# PROBLEM STATEMENT
Print, in exact form, the lines below from the one containing "is registered for" through the one containing "async fn read_handshake<R, E>(stream: &mut", and omit all others.

# INFORMATION
- - - - - - -

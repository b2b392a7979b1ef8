//! zlayer-relay - relay broker and tunnel agent
//!
//! `serve` runs the broker, `connect` runs an agent next to a local API and
//! `register` allocates a public key on a running broker.

mod cli;
mod commands;
mod config;
mod logging;

use anyhow::Result;
use clap::Parser;

use crate::cli::{Cli, Commands};
use crate::commands::serve::ServeOverrides;
use crate::config::FileConfig;
use crate::logging::LogLevel;

#[tokio::main]
async fn main() -> Result<()> {
    let cli = Cli::parse();

    let mut file_config = FileConfig::load(cli.config.as_deref())?;
    if let Some(level) = LogLevel::from_verbosity(cli.verbose) {
        file_config.logging.level = level;
    }
    if let Some(format) = cli.log_format {
        file_config.logging.format = format;
    }
    logging::init_logging(&file_config.logging)?;

    match cli.command {
        Commands::Serve {
            bind,
            port,
            public_url,
            key_strategy,
        } => {
            let overrides = ServeOverrides {
                bind,
                port,
                public_url,
                key_strategy,
            };
            commands::serve(file_config.server, overrides).await
        }
        Commands::Connect {
            server,
            key,
            local_api,
        } => commands::connect(&server, &key, &local_api).await,
        Commands::Register {
            server,
            local_api,
            relay,
        } => commands::register(&server, local_api, relay).await,
    }
}
//! Tunnel accept handler
//!
//! Origins connect a WebSocket to `/ws/{key}` and announce the key as their
//! first text frame. Each connection then moves through three phases:
//!
//! 1. **Handshaking** - wait (bounded) for the key; a mismatch, close or
//!    timeout ends the connection without touching the registry.
//! 2. **Active** - install the session, closing any session it replaces, and
//!    drive it until it ends.
//! 3. **Closed** - remove the session if it is still the installed one.

use std::time::Duration;

use axum::{
    extract::{
        ws::{
            close_code, rejection::WebSocketUpgradeRejection, CloseFrame, Message, WebSocket,
            WebSocketUpgrade,
        },
        Path, State,
    },
    response::{IntoResponse, Response},
};
use futures_util::{SinkExt, Stream, StreamExt};
use tokio::time::timeout;
use tracing::Instrument;

use super::router::AppState;
use crate::keys::PublicKey;
use crate::protocol::parse_handshake;
use crate::registry::OriginBinding;
use crate::session::{CloseReason, TunnelSession};
use crate::{RelayError, Result};

/// `GET /ws/{key}`
///
/// The key is checked before the upgrade: malformed keys get `400`, unknown
/// keys `404` and keys registered for direct fetch `409`.
pub async fn tunnel_upgrade(
    State(state): State<AppState>,
    Path(key): Path<String>,
    ws: std::result::Result<WebSocketUpgrade, WebSocketUpgradeRejection>,
) -> Result<Response> {
    let key = PublicKey::parse(&key)?;

    match state.registry.binding(key.as_str()) {
        None => return Err(RelayError::not_found(key.as_str())),
        Some(OriginBinding::Direct { .. }) => {
            return Err(RelayError::conflict(format!(
                "{key} is registered for direct fetch"
            )))
        }
        Some(OriginBinding::Relay) => {}
    }

    let ws = match ws {
        Ok(ws) => ws,
        Err(rejection) => return Ok(rejection.into_response()),
    };

    let span = tracing::info_span!("tunnel", key = %key);
    Ok(ws.on_upgrade(move |socket| run_tunnel(state, key, socket).instrument(span)))
}

/// Wait for the handshake frame and return the announced key
///
/// Returns `None` if the connection closes or fails first.
async fn read_handshake<R, E>(stream: &mut R) -> Option<String>
where
    R: Stream<Item = std::result::Result<Message, E>> + Unpin,
{
    while let Some(frame) = stream.next().await {
        match frame {
            Ok(Message::Text(text)) => return Some(parse_handshake(text.as_str())),
            Ok(Message::Binary(data)) => {
                return std::str::from_utf8(&data).ok().map(parse_handshake);
            }
            Ok(Message::Ping(_) | Message::Pong(_)) => {}
            Ok(Message::Close(_)) | Err(_) => return None,
        }
    }
    None
}

async fn run_tunnel(state: AppState, key: PublicKey, socket: WebSocket) {
    let (mut sink, mut stream) = socket.split();
    let handshake_timeout: Duration = state.config.handshake_timeout;

    match timeout(handshake_timeout, read_handshake(&mut stream)).await {
        Ok(Some(announced)) if announced == key.as_str() => {}
        Ok(Some(announced)) => {
            tracing::warn!(announced = %announced, "handshake key does not match tunnel path");
            let frame = CloseFrame {
                code: close_code::POLICY,
                reason: "key mismatch".into(),
            };
            let _ = sink.send(Message::Close(Some(frame))).await;
            return;
        }
        Ok(None) => {
            tracing::debug!("tunnel closed during handshake");
            return;
        }
        Err(_) => {
            tracing::warn!(timeout_ms = handshake_timeout.as_millis(), "handshake timed out");
            let frame = CloseFrame {
                code: close_code::POLICY,
                reason: "handshake timeout".into(),
            };
            let _ = sink.send(Message::Close(Some(frame))).await;
            return;
        }
    }

    let (session, inbox) = TunnelSession::new(key);
    if let Some(previous) = state.registry.put_session(session.clone()) {
        previous.close(CloseReason::Replaced);
    }

    tracing::info!(session_id = %session.id(), "tunnel connected");

    let reason = session
        .drive(
            &mut sink,
            &mut stream,
            inbox,
            state.config.heartbeat_interval,
            state.config.heartbeat_timeout,
        )
        .await;

    state.registry.remove_session(&session);

    tracing::info!(session_id = %session.id(), reason = %reason, "tunnel disconnected");
}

- - - - - - -

# RESPONSE
                "{key} is registered for direct fetch"
            )))
        }
        Some(OriginBinding::Relay) => {}
    }

    let ws = match ws {
        Ok(ws) => ws,
        Err(rejection) => return Ok(rejection.into_response()),
    };

    let span = tracing::info_span!("tunnel", key = %key);
    Ok(ws.on_upgrade(move |socket| run_tunnel(state, key, socket).instrument(span)))
}

/// Wait for the handshake frame and return the announced key
///
/// Returns `None` if the connection closes or fails first.
async fn read_handshake<R, E>(stream: &mut R) -> Option<String>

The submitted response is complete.